That's an amazing result. This research could have profound impact on materials science if they figure out how to engineer this deliberately. This is a "Big Deal" experiment.
Pooua
5 / 5 (1) Mar 05, 2012
I'm wondering what advantage thermally conductive spider silk might be to the spider? I could see how vibration conductivity, maybe electrical conductivity, would benefit a spider. This makes the web a big sensor for the spider, extending her senses beyond her own body.
Jeffhans1
2 / 5 (3) Mar 05, 2012
Am I the only one thinking about the possibility of lighter spacesuits and Firefighting gear? Build the layer that touches the skin with this material and then control that layer directly to maintain optimum temperature.
yakinsea
5 / 5 (3) Mar 05, 2012
As an emeritus fireman, I am wondering why conductivity would be beneficial given that high insulation, moisture control through vapor barriers, and reflectivity at times is what is sought after. It seems that any added material added would be most useful if it simply added insulation against high heat. If it could be used somehow to aide internally cooling, then that would be useful. I would think the same would be true in space suits.
Callippo
not rated yet Mar 05, 2012
It's a bit suspicious result for me: people made large pieces of clothes from spider silk - how is it possible, nobody recognized it already?

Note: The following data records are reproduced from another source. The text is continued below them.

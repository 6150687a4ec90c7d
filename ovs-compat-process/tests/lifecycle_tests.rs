//! Probe / terminate / wait against real subprocesses.

use std::process::Command;
use std::time::{Duration, Instant};

use ovs_compat_process::{
    exit_status, fork, signal, spawn, term_signal, wait, Pid, ProcessError, WaitOptions,
};
use rstest::rstest;

/// Beyond any kernel `pid_max`, so never a live process.
const ABSENT_PID: Pid = 0x3fff_fff0;

fn sleeper() -> Pid {
    spawn(Command::new("sleep").arg("30")).expect("spawn sleep")
}

// ---------------------------------------------------------------------------
// 1. Signal
// ---------------------------------------------------------------------------

#[test]
fn probe_live_child_succeeds_and_absent_pid_is_not_found() {
    let pid = sleeper();
    signal(pid, 0).expect("probe live child");

    let err = signal(ABSENT_PID, 0).unwrap_err();
    assert!(matches!(err, ProcessError::NotFound(p) if p == ABSENT_PID), "got: {err}");
    assert!(!err.is_unsupported());
    assert_eq!(err.raw_os_error(), Some(libc::ESRCH));

    signal(pid, libc::SIGKILL).expect("kill");
    wait(pid, None, 0).expect("reap");
}

#[rstest]
#[case(libc::SIGKILL)]
#[case(libc::SIGABRT)]
fn terminate_then_wait_reports_exit(#[case] signo: i32) {
    let pid = sleeper();
    signal(pid, signo).expect("terminate");

    let mut status = 0;
    let reaped = wait(pid, Some(&mut status), 0).expect("wait");
    assert_eq!(reaped, pid);
    assert_eq!(term_signal(status), Some(libc::SIGKILL));
    assert_eq!(exit_status(status), None);

    // Reaped: the id no longer resolves.
    assert!(matches!(signal(pid, 0), Err(ProcessError::NotFound(_))));
}

#[test]
fn unsupported_signal_on_live_child_leaves_it_running() {
    let pid = sleeper();
    for signo in [libc::SIGTERM, libc::SIGINT, libc::SIGHUP, libc::SIGUSR1] {
        let err = signal(pid, signo).unwrap_err();
        assert!(matches!(err, ProcessError::UnsupportedSignal(_)), "got: {err}");
    }
    assert_eq!(wait(pid, None, libc::WNOHANG).expect("nohang"), 0);

    signal(pid, libc::SIGKILL).expect("kill");
    wait(pid, None, 0).expect("reap");
}

#[test]
fn unsupported_signal_wins_over_missing_process() {
    let err = signal(ABSENT_PID, libc::SIGTERM).unwrap_err();
    assert!(matches!(err, ProcessError::UnsupportedSignal(_)), "got: {err}");
}

#[test]
fn terminating_a_foreign_process_is_inaccessible() {
    // SAFETY: geteuid has no preconditions.
    if unsafe { libc::geteuid() } == 0 {
        // Root may signal init; nothing to refuse.
        return;
    }
    let err = signal(1, libc::SIGKILL).unwrap_err();
    assert!(matches!(err, ProcessError::Inaccessible { pid: 1, .. }), "got: {err}");
    assert!(err.is_unsupported());
    assert_eq!(err.raw_os_error(), Some(libc::EPERM));
}

// ---------------------------------------------------------------------------
// 2. Wait
// ---------------------------------------------------------------------------

#[test]
fn exit_code_is_written_when_requested() {
    let pid = spawn(Command::new("sh").args(["-c", "exit 3"])).expect("spawn");
    let mut status = -1;
    assert_eq!(wait(pid, Some(&mut status), 0).expect("wait"), pid);
    assert_eq!(exit_status(status), Some(3));
}

#[test]
fn absent_status_location_is_not_written() {
    let pid = spawn(Command::new("sh").args(["-c", "exit 0"])).expect("spawn");
    assert_eq!(wait(pid, None, 0).expect("wait"), pid);
}

#[test]
fn nohang_on_running_child_returns_zero_without_writing() {
    let pid = sleeper();
    let mut status = 77;
    let start = Instant::now();
    assert_eq!(wait(pid, Some(&mut status), libc::WNOHANG).expect("nohang"), 0);
    assert!(start.elapsed() < Duration::from_secs(5));
    assert_eq!(status, 77);

    signal(pid, libc::SIGKILL).expect("kill");
    assert_eq!(wait(pid, Some(&mut status), 0).expect("reap"), pid);
    assert_eq!(term_signal(status), Some(libc::SIGKILL));
}

#[test]
fn unsupported_option_bits_fail_without_blocking() {
    let pid = sleeper();
    let start = Instant::now();
    let err = wait(pid, None, libc::WCONTINUED).unwrap_err();
    assert!(matches!(err, ProcessError::InvalidOptions(_)), "got: {err}");
    assert!(start.elapsed() < Duration::from_secs(5));

    signal(pid, libc::SIGKILL).expect("kill");
    wait(pid, None, 0).expect("reap");
}

#[test]
fn untraced_reports_stopped_child() {
    let pid = sleeper();
    // SAFETY: `pid` is our own live child.
    assert_eq!(unsafe { libc::kill(pid, libc::SIGSTOP) }, 0);

    let mut status = 0;
    let flags = WaitOptions::UNTRACED.bits();
    assert_eq!(wait(pid, Some(&mut status), flags).expect("wait stopped"), pid);
    assert!(libc::WIFSTOPPED(status));
    assert_eq!(libc::WSTOPSIG(status), libc::SIGSTOP);

    signal(pid, libc::SIGKILL).expect("kill");
    wait(pid, None, 0).expect("reap");
}

#[test]
fn non_child_fails_without_blocking() {
    let parent = std::os::unix::process::parent_id() as Pid;
    let start = Instant::now();
    let err = wait(parent, None, 0).unwrap_err();
    assert!(matches!(err, ProcessError::NoSuchChild(p) if p == parent), "got: {err}");
    assert!(start.elapsed() < Duration::from_secs(5));
}

#[test]
fn absent_pid_is_no_such_child_for_wait() {
    let err = wait(ABSENT_PID, None, 0).unwrap_err();
    assert!(matches!(err, ProcessError::NoSuchChild(_)), "got: {err}");
}

// ---------------------------------------------------------------------------
// 3. Creation
// ---------------------------------------------------------------------------

#[test]
fn fork_never_pretends_to_be_a_child() {
    assert!(matches!(fork(), Err(ProcessError::NotImplemented(_))));
}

http://www.ecoute...pe-4.jpg
bredmond
1 / 5 (1) Mar 05, 2012
i didnt know silver was organic. organic means carbon, right? but isnt silver just silver? an element of its own?
Tiburon
5 / 5 (2) Mar 05, 2012
Combine these abilities with a company (Kraig Biocraft Laboratories, Inc. (KBLB)) that is on the verge of getting genetically modified silk-worms to spin spider silk, and you might see a lot more spider silk in a LOT of products here in the near future.
Birger
5 / 5 (1) Mar 06, 2012
Tiburon, I am not sure just getting silk worms to produce spider silk will be enough, there are probably a lot of subtle details in the production process that you don't automatically copy by moving a bloc of DNA from one species to another...but it would be terrific if it works on the first try.
Sinister1811
1.7 / 5 (6) Mar 06, 2012
Kraig Biocraft Laboratories, Inc. (KBLB)) that is on the verge of getting genetically modified silk-worms to spin spider silk


Wait, what? I thought they'd already achieved this.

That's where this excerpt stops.